--- Source data ---
:::

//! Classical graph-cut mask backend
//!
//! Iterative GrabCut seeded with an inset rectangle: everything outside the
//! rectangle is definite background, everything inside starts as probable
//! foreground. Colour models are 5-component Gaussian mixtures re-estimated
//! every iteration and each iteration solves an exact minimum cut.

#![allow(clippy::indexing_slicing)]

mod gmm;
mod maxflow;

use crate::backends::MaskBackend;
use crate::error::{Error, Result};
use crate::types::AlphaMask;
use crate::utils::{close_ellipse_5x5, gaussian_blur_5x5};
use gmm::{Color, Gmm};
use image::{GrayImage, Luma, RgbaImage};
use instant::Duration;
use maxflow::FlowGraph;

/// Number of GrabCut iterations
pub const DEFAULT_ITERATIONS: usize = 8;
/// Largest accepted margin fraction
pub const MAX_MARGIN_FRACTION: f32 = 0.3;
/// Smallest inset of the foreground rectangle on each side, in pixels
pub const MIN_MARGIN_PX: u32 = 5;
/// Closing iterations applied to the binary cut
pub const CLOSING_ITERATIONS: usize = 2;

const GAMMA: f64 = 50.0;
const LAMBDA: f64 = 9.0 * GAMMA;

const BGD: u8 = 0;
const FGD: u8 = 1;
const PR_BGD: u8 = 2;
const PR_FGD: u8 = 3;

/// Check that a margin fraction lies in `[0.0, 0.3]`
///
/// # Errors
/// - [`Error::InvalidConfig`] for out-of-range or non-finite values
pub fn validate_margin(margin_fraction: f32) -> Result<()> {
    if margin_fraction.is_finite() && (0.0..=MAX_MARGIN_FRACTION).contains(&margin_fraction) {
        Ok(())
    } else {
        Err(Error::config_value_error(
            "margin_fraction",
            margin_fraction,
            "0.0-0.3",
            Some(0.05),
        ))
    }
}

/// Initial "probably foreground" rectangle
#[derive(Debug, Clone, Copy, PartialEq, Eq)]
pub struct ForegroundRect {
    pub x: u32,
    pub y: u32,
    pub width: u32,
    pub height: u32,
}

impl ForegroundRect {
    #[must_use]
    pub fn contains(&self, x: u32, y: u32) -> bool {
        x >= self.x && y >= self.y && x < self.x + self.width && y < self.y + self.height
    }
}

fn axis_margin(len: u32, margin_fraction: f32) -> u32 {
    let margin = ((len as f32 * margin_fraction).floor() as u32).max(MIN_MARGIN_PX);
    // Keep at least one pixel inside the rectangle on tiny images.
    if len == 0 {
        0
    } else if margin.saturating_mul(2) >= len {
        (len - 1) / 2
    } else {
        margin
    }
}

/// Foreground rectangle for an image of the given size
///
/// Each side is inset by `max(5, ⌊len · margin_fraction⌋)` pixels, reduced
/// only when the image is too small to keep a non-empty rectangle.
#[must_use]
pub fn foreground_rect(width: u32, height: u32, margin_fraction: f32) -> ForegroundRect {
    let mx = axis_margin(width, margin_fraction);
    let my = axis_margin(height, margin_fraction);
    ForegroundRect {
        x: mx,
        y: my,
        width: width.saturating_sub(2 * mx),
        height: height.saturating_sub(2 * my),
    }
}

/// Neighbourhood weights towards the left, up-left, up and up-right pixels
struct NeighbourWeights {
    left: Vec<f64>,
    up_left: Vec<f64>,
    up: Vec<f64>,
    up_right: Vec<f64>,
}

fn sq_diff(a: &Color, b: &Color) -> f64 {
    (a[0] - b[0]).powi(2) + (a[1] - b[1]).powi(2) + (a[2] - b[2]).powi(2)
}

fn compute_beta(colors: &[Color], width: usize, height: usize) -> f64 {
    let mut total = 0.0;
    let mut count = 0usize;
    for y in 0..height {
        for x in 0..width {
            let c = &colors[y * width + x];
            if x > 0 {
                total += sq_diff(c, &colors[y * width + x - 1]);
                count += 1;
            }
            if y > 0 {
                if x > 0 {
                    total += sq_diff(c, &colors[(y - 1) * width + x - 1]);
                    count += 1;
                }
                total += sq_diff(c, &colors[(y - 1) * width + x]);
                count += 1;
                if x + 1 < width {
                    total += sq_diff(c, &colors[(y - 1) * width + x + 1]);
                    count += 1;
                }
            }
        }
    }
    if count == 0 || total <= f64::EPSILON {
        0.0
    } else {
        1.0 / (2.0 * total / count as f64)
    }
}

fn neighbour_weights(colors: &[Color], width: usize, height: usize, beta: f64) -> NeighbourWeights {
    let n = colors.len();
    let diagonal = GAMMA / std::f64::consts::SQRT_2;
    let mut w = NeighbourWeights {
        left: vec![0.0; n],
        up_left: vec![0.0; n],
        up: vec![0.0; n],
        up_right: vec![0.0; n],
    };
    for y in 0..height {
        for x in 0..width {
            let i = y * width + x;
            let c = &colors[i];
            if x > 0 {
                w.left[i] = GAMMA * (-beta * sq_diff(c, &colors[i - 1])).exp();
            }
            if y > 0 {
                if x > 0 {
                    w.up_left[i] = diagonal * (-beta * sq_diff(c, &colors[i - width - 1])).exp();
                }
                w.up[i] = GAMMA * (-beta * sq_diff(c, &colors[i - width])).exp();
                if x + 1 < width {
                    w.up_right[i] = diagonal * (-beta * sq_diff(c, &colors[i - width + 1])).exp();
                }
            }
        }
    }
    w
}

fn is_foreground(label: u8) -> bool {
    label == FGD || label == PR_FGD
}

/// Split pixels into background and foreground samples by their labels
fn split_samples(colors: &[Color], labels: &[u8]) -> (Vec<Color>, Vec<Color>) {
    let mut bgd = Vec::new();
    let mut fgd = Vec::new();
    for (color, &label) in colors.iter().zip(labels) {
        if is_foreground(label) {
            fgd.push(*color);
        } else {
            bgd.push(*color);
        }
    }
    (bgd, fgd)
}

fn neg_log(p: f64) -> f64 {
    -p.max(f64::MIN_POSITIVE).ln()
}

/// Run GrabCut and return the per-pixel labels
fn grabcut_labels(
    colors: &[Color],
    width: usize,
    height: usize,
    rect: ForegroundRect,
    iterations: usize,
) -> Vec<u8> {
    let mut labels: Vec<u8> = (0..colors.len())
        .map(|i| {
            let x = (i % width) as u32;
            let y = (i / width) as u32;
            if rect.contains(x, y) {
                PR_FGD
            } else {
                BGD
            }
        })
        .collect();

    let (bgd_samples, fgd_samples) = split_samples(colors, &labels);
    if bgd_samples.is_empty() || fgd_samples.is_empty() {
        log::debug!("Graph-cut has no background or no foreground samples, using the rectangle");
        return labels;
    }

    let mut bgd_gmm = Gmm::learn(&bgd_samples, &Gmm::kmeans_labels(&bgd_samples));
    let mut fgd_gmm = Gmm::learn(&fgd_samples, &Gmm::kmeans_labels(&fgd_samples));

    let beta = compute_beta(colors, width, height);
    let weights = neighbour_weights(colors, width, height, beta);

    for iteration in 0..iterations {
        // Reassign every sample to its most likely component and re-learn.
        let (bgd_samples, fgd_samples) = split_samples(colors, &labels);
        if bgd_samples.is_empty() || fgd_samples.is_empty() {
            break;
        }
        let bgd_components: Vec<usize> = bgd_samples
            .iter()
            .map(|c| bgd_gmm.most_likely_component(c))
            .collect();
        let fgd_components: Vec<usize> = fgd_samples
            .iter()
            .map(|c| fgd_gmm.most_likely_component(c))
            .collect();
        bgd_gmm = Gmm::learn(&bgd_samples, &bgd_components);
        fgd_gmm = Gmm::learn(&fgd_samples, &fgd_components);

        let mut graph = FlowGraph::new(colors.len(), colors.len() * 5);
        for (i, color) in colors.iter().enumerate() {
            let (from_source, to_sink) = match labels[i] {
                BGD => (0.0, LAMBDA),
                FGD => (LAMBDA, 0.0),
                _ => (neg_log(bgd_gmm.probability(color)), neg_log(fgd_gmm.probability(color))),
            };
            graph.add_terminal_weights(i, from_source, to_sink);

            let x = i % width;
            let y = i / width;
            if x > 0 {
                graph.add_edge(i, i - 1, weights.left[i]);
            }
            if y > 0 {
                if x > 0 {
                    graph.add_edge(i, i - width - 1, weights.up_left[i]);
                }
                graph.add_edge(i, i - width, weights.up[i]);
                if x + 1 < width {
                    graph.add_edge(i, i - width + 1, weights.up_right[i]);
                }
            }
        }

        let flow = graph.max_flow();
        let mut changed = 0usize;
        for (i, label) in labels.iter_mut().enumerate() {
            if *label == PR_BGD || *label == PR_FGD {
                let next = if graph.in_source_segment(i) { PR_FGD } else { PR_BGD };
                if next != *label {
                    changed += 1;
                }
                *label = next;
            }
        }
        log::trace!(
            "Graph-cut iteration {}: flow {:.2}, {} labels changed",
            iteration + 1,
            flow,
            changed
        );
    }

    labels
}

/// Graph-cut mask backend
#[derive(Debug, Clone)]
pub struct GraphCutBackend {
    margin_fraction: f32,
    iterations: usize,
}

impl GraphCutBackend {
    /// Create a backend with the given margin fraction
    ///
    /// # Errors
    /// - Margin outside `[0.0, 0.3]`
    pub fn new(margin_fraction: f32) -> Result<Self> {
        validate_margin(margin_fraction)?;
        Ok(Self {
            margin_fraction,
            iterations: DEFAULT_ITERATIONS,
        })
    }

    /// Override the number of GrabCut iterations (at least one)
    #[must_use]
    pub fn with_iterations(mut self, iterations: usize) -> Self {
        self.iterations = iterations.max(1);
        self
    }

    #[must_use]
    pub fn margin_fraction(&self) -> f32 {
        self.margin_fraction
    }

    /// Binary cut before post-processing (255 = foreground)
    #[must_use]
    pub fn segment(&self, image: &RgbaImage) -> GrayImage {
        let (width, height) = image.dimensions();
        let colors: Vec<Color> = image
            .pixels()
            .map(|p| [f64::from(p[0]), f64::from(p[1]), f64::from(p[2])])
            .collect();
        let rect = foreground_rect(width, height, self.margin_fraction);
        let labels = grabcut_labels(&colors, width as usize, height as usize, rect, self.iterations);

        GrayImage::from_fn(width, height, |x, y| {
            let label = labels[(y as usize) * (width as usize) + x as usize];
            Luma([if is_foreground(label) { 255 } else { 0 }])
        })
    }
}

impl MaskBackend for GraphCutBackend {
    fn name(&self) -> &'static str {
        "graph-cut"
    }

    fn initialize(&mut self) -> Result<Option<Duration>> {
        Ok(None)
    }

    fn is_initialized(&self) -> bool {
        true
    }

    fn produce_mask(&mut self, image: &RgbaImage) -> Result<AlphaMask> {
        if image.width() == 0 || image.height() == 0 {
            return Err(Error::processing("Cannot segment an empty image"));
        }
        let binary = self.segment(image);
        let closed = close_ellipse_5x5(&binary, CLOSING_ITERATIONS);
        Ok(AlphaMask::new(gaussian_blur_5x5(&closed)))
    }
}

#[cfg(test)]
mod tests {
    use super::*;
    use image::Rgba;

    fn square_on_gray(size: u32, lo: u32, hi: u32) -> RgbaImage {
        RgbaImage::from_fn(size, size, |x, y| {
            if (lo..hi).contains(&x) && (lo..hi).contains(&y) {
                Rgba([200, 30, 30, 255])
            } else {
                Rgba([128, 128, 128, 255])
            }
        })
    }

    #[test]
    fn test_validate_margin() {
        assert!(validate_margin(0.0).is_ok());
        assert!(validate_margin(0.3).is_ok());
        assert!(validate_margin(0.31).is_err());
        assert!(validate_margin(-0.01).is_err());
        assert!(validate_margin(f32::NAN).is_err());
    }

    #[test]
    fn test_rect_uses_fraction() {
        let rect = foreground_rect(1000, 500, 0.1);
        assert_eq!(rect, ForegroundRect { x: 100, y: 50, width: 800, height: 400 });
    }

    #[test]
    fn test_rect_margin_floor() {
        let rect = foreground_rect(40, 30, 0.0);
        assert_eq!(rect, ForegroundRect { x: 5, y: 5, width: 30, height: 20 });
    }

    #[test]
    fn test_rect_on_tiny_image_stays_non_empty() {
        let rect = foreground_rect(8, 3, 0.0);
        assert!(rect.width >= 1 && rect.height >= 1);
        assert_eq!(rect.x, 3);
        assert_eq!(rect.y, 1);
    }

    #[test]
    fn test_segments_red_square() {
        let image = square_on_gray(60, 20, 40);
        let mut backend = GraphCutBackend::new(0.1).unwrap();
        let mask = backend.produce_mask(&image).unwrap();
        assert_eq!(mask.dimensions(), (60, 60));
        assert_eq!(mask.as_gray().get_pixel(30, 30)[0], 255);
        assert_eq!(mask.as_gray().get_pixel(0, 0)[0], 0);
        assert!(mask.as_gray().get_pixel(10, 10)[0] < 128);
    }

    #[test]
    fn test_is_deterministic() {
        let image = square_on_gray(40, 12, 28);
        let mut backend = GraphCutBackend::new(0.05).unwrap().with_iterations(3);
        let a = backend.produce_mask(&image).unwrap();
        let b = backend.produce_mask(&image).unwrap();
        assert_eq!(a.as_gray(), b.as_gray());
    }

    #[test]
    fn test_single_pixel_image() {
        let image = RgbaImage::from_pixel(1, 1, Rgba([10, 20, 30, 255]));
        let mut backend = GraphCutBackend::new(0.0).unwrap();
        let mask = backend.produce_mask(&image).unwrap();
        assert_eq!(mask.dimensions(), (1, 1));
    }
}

:::

--- Your goal ---
Using the entries above, give back exactly the line containing "let y = (i / width) as u32;", the line containing "for iteration in", and every line between them, and nothing else.

--- Solution to this task ---
            let y = (i / width) as u32;
            if rect.contains(x, y) {
                PR_FGD
            } else {
                BGD
            }
        })
        .collect();

    let (bgd_samples, fgd_samples) = split_samples(colors, &labels);
    if bgd_samples.is_empty() || fgd_samples.is_empty() {
        log::debug!("Graph-cut has no background or no foreground samples, using the rectangle");
        return labels;
    }

    let mut bgd_gmm = Gmm::learn(&bgd_samples, &Gmm::kmeans_labels(&bgd_samples));
    let mut fgd_gmm = Gmm::learn(&fgd_samples, &Gmm::kmeans_labels(&fgd_samples));

    let beta = compute_beta(colors, width, height);
    let weights = neighbour_weights(colors, width, height, beta);

    for iteration in 0..iterations {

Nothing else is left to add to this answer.